The rebuild only runs when a segment's world index actually changes.
It swaps in the new geometry and disposes the old one:

if (worldIndex.current !== wi) {
  worldIndex.current = wi;
  wall.current.geometry.dispose();
  wall.current.geometry = new THREE.TubeGeometry(
    new SectionCurve(path, wi * LEN, (wi + 1) * LEN),
    TUBULAR_SEGMENTS, RADIUS, RADIAL_SEGMENTS, false,
  );
}

Don't skip the dispose().
Leave it out and you drop a TubeGeometry on the floor every time you cross a boundary, and it quietly eats GPU memory for the rest of the session.

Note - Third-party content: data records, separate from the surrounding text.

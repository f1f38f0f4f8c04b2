//! Phased tooling actions.
//!
//! A tooling client can attach work to the build lifecycle phases
//! (projects loaded, projects evaluated, build finished). Phases run in
//! order and each completed phase dispatches exactly one result; once a
//! phase fails, later phases are never invoked and nothing is dispatched
//! for them. Cancellation is reported as its own failure kind, after the
//! results of already-completed phases have been dispatched.

use std::fmt;

use async_trait::async_trait;
use futures::future::BoxFuture;
use thiserror::Error;
use tracing::{debug, info};

use crate::error::{BuildTreeError, BuildTreeResult};

/// Build lifecycle phases, in execution order.
#[derive(Debug, Clone, Copy, PartialEq, Eq, PartialOrd, Ord)]
pub enum BuildPhase {
    ProjectsLoaded,
    ProjectsEvaluated,
    BuildFinished,
}

impl BuildPhase {
    /// All phases in execution order.
    pub fn ordered() -> [BuildPhase; 3] {
        [
            BuildPhase::ProjectsLoaded,
            BuildPhase::ProjectsEvaluated,
            BuildPhase::BuildFinished,
        ]
    }
}

impl fmt::Display for BuildPhase {
    fn fmt(&self, f: &mut fmt::Formatter<'_>) -> fmt::Result {
        let name = match self {
            BuildPhase::ProjectsLoaded => "projects-loaded",
            BuildPhase::ProjectsEvaluated => "projects-evaluated",
            BuildPhase::BuildFinished => "build-finished",
        };
        f.write_str(name)
    }
}

/// How a phased action ended. The two kinds are reported distinctly:
/// a cancelled build is not an ordinary failure.
#[derive(Debug, Error)]
pub enum PhasedActionFailure {
    #[error("build cancelled during {phase}")]
    Cancelled { phase: BuildPhase },

    #[error("phase {phase} failed: {source}")]
    Failed {
        phase: BuildPhase,
        source: BuildTreeError,
    },
}

impl PhasedActionFailure {
    pub fn is_cancellation(&self) -> bool {
        matches!(self, PhasedActionFailure::Cancelled { .. })
    }

    pub fn phase(&self) -> BuildPhase {
        match self {
            PhasedActionFailure::Cancelled { phase } => *phase,
            PhasedActionFailure::Failed { phase, .. } => *phase,
        }
    }
}

/// Receives one result per completed phase, in phase order.
#[async_trait]
pub trait PhaseResultDispatcher: Send + Sync {
    async fn dispatch(&self, phase: BuildPhase, value: serde_json::Value) -> BuildTreeResult<()>;
}

type PhaseFn = Box<dyn FnOnce() -> BoxFuture<'static, BuildTreeResult<serde_json::Value>> + Send>;

/// A multi-phase action: at most one piece of work per phase.
#[derive(Default)]
pub struct PhasedAction {
    projects_loaded: Option<PhaseFn>,
    projects_evaluated: Option<PhaseFn>,
    build_finished: Option<PhaseFn>,
}

impl PhasedAction {
    pub fn new() -> Self {
        Self::default()
    }

    pub fn on_projects_loaded<F, Fut>(mut self, action: F) -> Self
    where
        F: FnOnce() -> Fut + Send + 'static,
        Fut: std::future::Future<Output = BuildTreeResult<serde_json::Value>> + Send + 'static,
    {
        self.projects_loaded = Some(Box::new(move || Box::pin(action())));
        self
    }

    pub fn on_projects_evaluated<F, Fut>(mut self, action: F) -> Self
    where
        F: FnOnce() -> Fut + Send + 'static,
        Fut: std::future::Future<Output = BuildTreeResult<serde_json::Value>> + Send + 'static,
    {
        self.projects_evaluated = Some(Box::new(move || Box::pin(action())));
        self
    }

    pub fn on_build_finished<F, Fut>(mut self, action: F) -> Self
    where
        F: FnOnce() -> Fut + Send + 'static,
        Fut: std::future::Future<Output = BuildTreeResult<serde_json::Value>> + Send + 'static,
    {
        self.build_finished = Some(Box::new(move || Box::pin(action())));
        self
    }

    fn take(&mut self, phase: BuildPhase) -> Option<PhaseFn> {
        match phase {
            BuildPhase::ProjectsLoaded => self.projects_loaded.take(),
            BuildPhase::ProjectsEvaluated => self.projects_evaluated.take(),
            BuildPhase::BuildFinished => self.build_finished.take(),
        }
    }
}

/// Runs a [`PhasedAction`] against a dispatcher.
pub struct PhasedActionRunner<D: PhaseResultDispatcher> {
    dispatcher: D,
}

impl<D: PhaseResultDispatcher> PhasedActionRunner<D> {
    pub fn new(dispatcher: D) -> Self {
        Self { dispatcher }
    }

    pub fn dispatcher(&self) -> &D {
        &self.dispatcher
    }

    /// Execute the phases present in `action`, in phase order.
    ///
    /// Each completed phase dispatches exactly one result before the next
    /// phase starts, so results of phases finished before a cancellation
    /// are already reported when the cancellation surfaces.
    pub async fn run(&self, mut action: PhasedAction) -> Result<(), PhasedActionFailure> {
        for phase in BuildPhase::ordered() {
            let Some(work) = action.take(phase) else {
                debug!(%phase, "no action for phase");
                continue;
            };

            let value = work().await.map_err(|e| classify(phase, e))?;
            self.dispatcher
                .dispatch(phase, value)
                .await
                .map_err(|e| classify(phase, e))?;
            info!(%phase, "phase result dispatched");
        }
        Ok(())
    }
}

fn classify(phase: BuildPhase, err: BuildTreeError) -> PhasedActionFailure {
    if err.is_cancellation() {
        PhasedActionFailure::Cancelled { phase }
    } else {
        PhasedActionFailure::Failed { phase, source: err }
    }
}
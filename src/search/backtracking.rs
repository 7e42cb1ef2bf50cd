use crate::color::{Color, Coloring};
use crate::domains::{Assignment, DomainStore};
use crate::graph::Instance;
use crate::search::ac3::propagate;
use crate::search::heuristics::{order_lcv, select_mrv};

/** one level of the search: a branching vertex, the candidate colors
still to try for it (LCV order), and the domain store the level was
entered with. Each candidate clones `domains` so that a failed branch
never leaks pruning into its siblings. */
#[derive(Debug)]
struct Frame {
    /// branching vertex (dense index)
    var: usize,
    /// remaining candidate colors, in LCV order
    values: std::vec::IntoIter<Color>,
    /// domains at frame entry (pre-branch)
    domains: DomainStore,
}

impl Frame {
    /// opens a frame on the MRV vertex of `domains`
    fn open(domains: DomainStore, assignment: &Assignment, inst: &Instance) -> Self {
        let var = select_mrv(&domains, assignment, inst);
        let values = order_lcv(var, &domains, inst).into_iter();
        Self { var, values, domains }
    }
}

/**
depth-first backtracking search with branch-local propagation.

Equivalent to the textbook recursive procedure (select the MRV vertex, try
its colors in LCV order, clone the domains, commit the color, propagate,
recurse), but driven by an explicit frame stack so that the search depth is
bounded by the heap rather than the call stack. The visit order is exactly
the recursive one.

On success `assignment` is fully populated; on failure it is restored to
the state it was passed in.
*/
pub fn backtrack(assignment: &mut Assignment, domains: DomainStore, inst: &Instance) -> bool {
    if assignment.len() == inst.n() { return true; }
    let mut stack: Vec<Frame> = vec![Frame::open(domains, assignment, inst)];
    while let Some(frame) = stack.last_mut() {
        let var = frame.var;
        match frame.values.next() {
            Some(value) => {
                // branch isolation: all pruning below happens on a copy
                let mut local = frame.domains.clone();
                local.restrict(var, value);
                assignment.set(var, value);
                if propagate(&mut local, inst) {
                    if assignment.len() == inst.n() { return true; }
                    stack.push(Frame::open(local, assignment, inst));
                } else {
                    assignment.unset(var);
                }
            }
            None => {
                // every color failed: pop and invalidate the parent's trial
                stack.pop();
                if let Some(parent) = stack.last() {
                    assignment.unset(parent.var);
                }
            }
        }
    }
    false
}

/**
solves a graph coloring instance: finds an assignment of colors in
`0..nb_colors` such that no edge connects two same-colored vertices, or
proves that none exists (`None`).

Runs one global AC-3 pass on the full domains (an immediate proof of
infeasibility skips the search entirely), then the backtracking search.
The returned coloring is keyed by raw vertex ids.
*/
pub fn solve(inst: &Instance, nb_colors: usize) -> Option<Coloring> {
    let mut domains = DomainStore::new(inst.n(), nb_colors);
    if !propagate(&mut domains, inst) { return None; }
    let mut assignment = Assignment::new(inst.n());
    if backtrack(&mut assignment, domains, inst) {
        let coloring: Coloring = inst.vertices().iter().enumerate()
            .map(|(i, &v)| {
                let c = assignment.get(i)
                    .expect("solve: complete assignment misses a vertex");
                (v, c)
            })
            .collect();
        Some(coloring)
    } else {
        None
    }
}
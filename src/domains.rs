use bit_set::BitSet;

use crate::color::Color;

/** per-vertex candidate color sets.

`domains[v]` is the set of colors still considered valid for vertex v
(dense index). Domains start as the full range `0..nb_colors`, only ever
shrink (propagation) or collapse to a singleton (branching), and iterate
in ascending color order, which is the canonical tie-break order of the
value heuristic.

Cloning the store yields a fully independent copy; the search clones it
once per candidate value so that sibling branches never observe each
other's pruning. */
#[derive(Debug, Clone)]
pub struct DomainStore {
    /// domains[v]: bitset of the candidate colors of vertex v
    domains: Vec<BitSet>,
    /// color bound K (legal colors are 0..K)
    nb_colors: usize,
}

impl DomainStore {

    /** full Cartesian initialization: every vertex gets `0..nb_colors` */
    pub fn new(nb_vertices: usize, nb_colors: usize) -> Self {
        let mut full = BitSet::with_capacity(nb_colors);
        for c in 0..nb_colors { full.insert(c); }
        Self { domains: vec![full; nb_vertices], nb_colors }
    }

    /// color bound K
    pub fn nb_colors(&self) -> usize { self.nb_colors }

    /// number of vertices tracked by the store
    pub fn nb_vertices(&self) -> usize { self.domains.len() }

    /// number of candidate colors left for vertex v
    pub fn size(&self, v: usize) -> usize { self.domains[v].len() }

    /// returns if color c is still a candidate for vertex v
    pub fn contains(&self, v: usize, c: Color) -> bool {
        self.domains[v].contains(c)
    }

    /// removes color c from the domain of v; returns if it was present
    pub fn remove(&mut self, v: usize, c: Color) -> bool {
        self.domains[v].remove(c)
    }

    /// returns if the domain of v is exactly the singleton {c}
    pub fn is_singleton(&self, v: usize, c: Color) -> bool {
        self.domains[v].len() == 1 && self.domains[v].contains(c)
    }

    /// restricts the domain of v to the singleton {c} (branching commit)
    pub fn restrict(&mut self, v: usize, c: Color) {
        debug_assert!(self.domains[v].contains(c));
        self.domains[v].clear();
        self.domains[v].insert(c);
    }

    /// iterates the candidate colors of v in ascending order
    pub fn iter(&self, v: usize) -> impl Iterator<Item=Color> + '_ {
        self.domains[v].iter()
    }
}


/** partial mapping vertex -> color, owned by the backtracking search.

A vertex is recorded here iff the search committed it to a value; a domain
merely pruned to one value by propagation is *not* assigned. Grows by one
entry per search level, shrinks by one on backtrack. */
#[derive(Debug, Clone)]
pub struct Assignment {
    /// colors[v]: color committed to vertex v, if any
    colors: Vec<Option<Color>>,
    /// number of committed vertices
    nb_assigned: usize,
}

impl Assignment {

    /** creates an empty assignment over `nb_vertices` vertices */
    pub fn new(nb_vertices: usize) -> Self {
        Self { colors: vec![None; nb_vertices], nb_assigned: 0 }
    }

    /// number of committed vertices
    pub fn len(&self) -> usize { self.nb_assigned }

    /// returns if no vertex is committed
    pub fn is_empty(&self) -> bool { self.nb_assigned == 0 }

    /// color committed to vertex v, if any
    pub fn get(&self, v: usize) -> Option<Color> { self.colors[v] }

    /// returns if vertex v is committed
    pub fn is_assigned(&self, v: usize) -> bool { self.colors[v].is_some() }

    /// commits color c to vertex v
    pub fn set(&mut self, v: usize, c: Color) {
        debug_assert!(self.colors[v].is_none());
        self.colors[v] = Some(c);
        self.nb_assigned += 1;
    }

    /// removes the commitment of vertex v (backtrack)
    pub fn unset(&mut self, v: usize) {
        debug_assert!(self.colors[v].is_some());
        self.colors[v] = None;
        self.nb_assigned -= 1;
    }
}


#[cfg(test)]
mod tests {
    use super::*;

    #[test]
    fn test_full_initialization() {
        let store = DomainStore::new(3, 4);
        assert_eq!(store.nb_vertices(), 3);
        for v in 0..3 {
            assert_eq!(store.size(v), 4);
            assert_eq!(store.iter(v).collect::<Vec<_>>(), vec![0,1,2,3]);
        }
    }

    #[test]
    fn test_remove_and_restrict() {
        let mut store = DomainStore::new(2, 3);
        assert!(store.remove(0, 1));
        assert!(!store.remove(0, 1)); // already gone
        assert_eq!(store.iter(0).collect::<Vec<_>>(), vec![0,2]);
        store.restrict(1, 2);
        assert!(store.is_singleton(1, 2));
        assert!(!store.is_singleton(1, 0));
        assert!(!store.is_singleton(0, 0)); // two values left
    }

    #[test]
    fn test_clone_isolation() {
        let store = DomainStore::new(2, 3);
        let mut branch = store.clone();
        branch.restrict(0, 1);
        branch.remove(1, 0);
        assert_eq!(store.size(0), 3);
        assert_eq!(store.size(1), 3);
        assert_eq!(branch.size(0), 1);
        assert_eq!(branch.size(1), 2);
    }

    #[test]
    fn test_assignment_set_unset() {
        let mut assignment = Assignment::new(3);
        assert!(assignment.is_empty());
        assignment.set(1, 2);
        assert_eq!(assignment.len(), 1);
        assert!(assignment.is_assigned(1));
        assert_eq!(assignment.get(1), Some(2));
        assignment.unset(1);
        assert!(assignment.is_empty());
        assert_eq!(assignment.get(1), None);
    }
}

The bug that only broke the first run

Now the annoying part.
That worldIndex.current !== wi guard is correct once things are moving, and it fooled me for days.

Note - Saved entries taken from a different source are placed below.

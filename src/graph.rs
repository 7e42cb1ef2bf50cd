use bit_set::BitSet;

use crate::color::VertexId;

/** models a graph coloring instance.

Vertices carry arbitrary (possibly sparse) raw identifiers taken from the
instance file; internally they are densified to `0..n` so that adjacency
lists and domains can live in flat vectors. All core methods speak dense
indices; `label` / `index_of` convert at the boundary.

Adjacency is symmetric by construction (`j in adj(i)` iff `i in adj(j)`)
and neighbor lists are sorted ascending, so every iteration order in the
solver is deterministic. */
#[derive(Debug)]
pub struct Instance {
    /// nb vertices
    n: usize,
    /// nb edges
    m: usize,
    /// sorted raw vertex ids; `labels[i]` is the raw id of dense index i
    labels: Vec<VertexId>,
    /// edges of the graph (dense indices, i < j)
    edges: Vec<(usize,usize)>,
    /// adj_list[i]: sorted list of vertices adjacent to i (dense indices)
    adj_list: Vec<Vec<usize>>,
    /// adj_matrix[i]: bitset of the neighbors of i
    adj_matrix: Vec<BitSet>,
}

impl Instance {

    /** builds an instance from a raw edge list.

    Self-loops are discarded; duplicate edges (including reversed order)
    collapse to one. The vertex set is the union of the surviving
    endpoints (no isolated-vertex declaration). */
    pub fn from_edges(raw_edges: &[(VertexId,VertexId)]) -> Self {
        // normalize: drop self-loops, order endpoints, deduplicate
        let mut normalized: Vec<(VertexId,VertexId)> = raw_edges.iter()
            .filter(|(a,b)| a != b)
            .map(|&(a,b)| if a < b { (a,b) } else { (b,a) })
            .collect();
        normalized.sort_unstable();
        normalized.dedup();
        // densify the vertex ids
        let mut labels: Vec<VertexId> = normalized.iter()
            .flat_map(|&(a,b)| vec![a,b])
            .collect();
        labels.sort_unstable();
        labels.dedup();
        let n = labels.len();
        let m = normalized.len();
        // build adjacency
        let edges: Vec<(usize,usize)> = normalized.iter().map(|&(a,b)| {
            let i = labels.binary_search(&a).unwrap();
            let j = labels.binary_search(&b).unwrap();
            (i,j)
        }).collect();
        let mut adj_list = vec![Vec::new(); n];
        let mut adj_matrix = vec![BitSet::default(); n];
        for &(i,j) in &edges {
            adj_list[i].push(j);
            adj_list[j].push(i);
            adj_matrix[i].insert(j);
            adj_matrix[j].insert(i);
        }
        for l in adj_list.iter_mut() { l.sort_unstable(); }
        Self { n, m, labels, edges, adj_list, adj_matrix }
    }

    /// number of vertices
    pub fn n(&self) -> usize { self.n }

    /// number of edges
    pub fn m(&self) -> usize { self.m }

    /// sorted raw vertex ids
    pub fn vertices(&self) -> &[VertexId] { &self.labels }

    /// raw id of dense index i
    pub fn label(&self, i: usize) -> VertexId { self.labels[i] }

    /// dense index of a raw vertex id, if the vertex exists
    pub fn index_of(&self, v: VertexId) -> Option<usize> {
        self.labels.binary_search(&v).ok()
    }

    /// list of vertices adjacent to vertex i (dense, sorted ascending)
    pub fn adj(&self, i: usize) -> &[usize] { &self.adj_list[i] }

    /// degree of vertex i (independent of any domain pruning)
    pub fn degree(&self, i: usize) -> usize { self.adj_list[i].len() }

    /// edge list (dense indices, i < j)
    pub fn edges(&self) -> &[(usize,usize)] { &self.edges }

    /// returns if i and j are adjacent in O(1)
    pub fn are_adjacent(&self, i: usize, j: usize) -> bool {
        self.adj_matrix[i].contains(j)
    }

    /// print statistics of the instance
    pub fn display_statistics(&self) {
        println!("\t{} \t vertices", self.n());
        println!("\t{} \t edges", self.m());
        if self.n() > 0 {
            let degrees: Vec<usize> = (0..self.n()).map(|i| self.degree(i)).collect();
            println!("\t{} \t min degree", degrees.iter().min().unwrap());
            println!("\t{} \t max degree", degrees.iter().max().unwrap());
        }
    }
}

At depth zero the world index sits still for a while.
On a fresh page load the tunnel gets built from a placeholder seed before the real run starts.
When the run actually begins, the path object is swapped for the real daily one, but the integer world index hasn't changed, so the guard never fires and the first 150 meters or so keep rendering geometry from the placeholder.
Hitting retry reset the depth and rebuilt everything, so the second run looked perfect.
Reloading brought it right back.
First run broken, every run after it fine: the classic signature of an init-order bug.

The fix is to also watch the path object itself, not just the integer:

if (worldIndex.current !== wi || pathLast.current !== path) {
  worldIndex.current = wi;
  pathLast.current = path;
  // rebuild
}

The path only gets swapped once per run, so this does nothing in the steady state.
It just guarantees the first real frame rebuilds against the real path.

Wrapping up

What's actually on screen is six wall segments.
The curve hands back a position instantly at any depth, only one segment rebuilds when you cross a boundary, and nothing is allocated per frame while segments are reassigned.
That's how the tunnel can bend forever and still be the same run for everyone on the same seed that day.

Looking back, it all came down to that first decision: keep the gameplay logic in straight-cylinder coordinates, and only deal with the bend when you draw it.
If I built another endless runner, that's the structure I'd start from.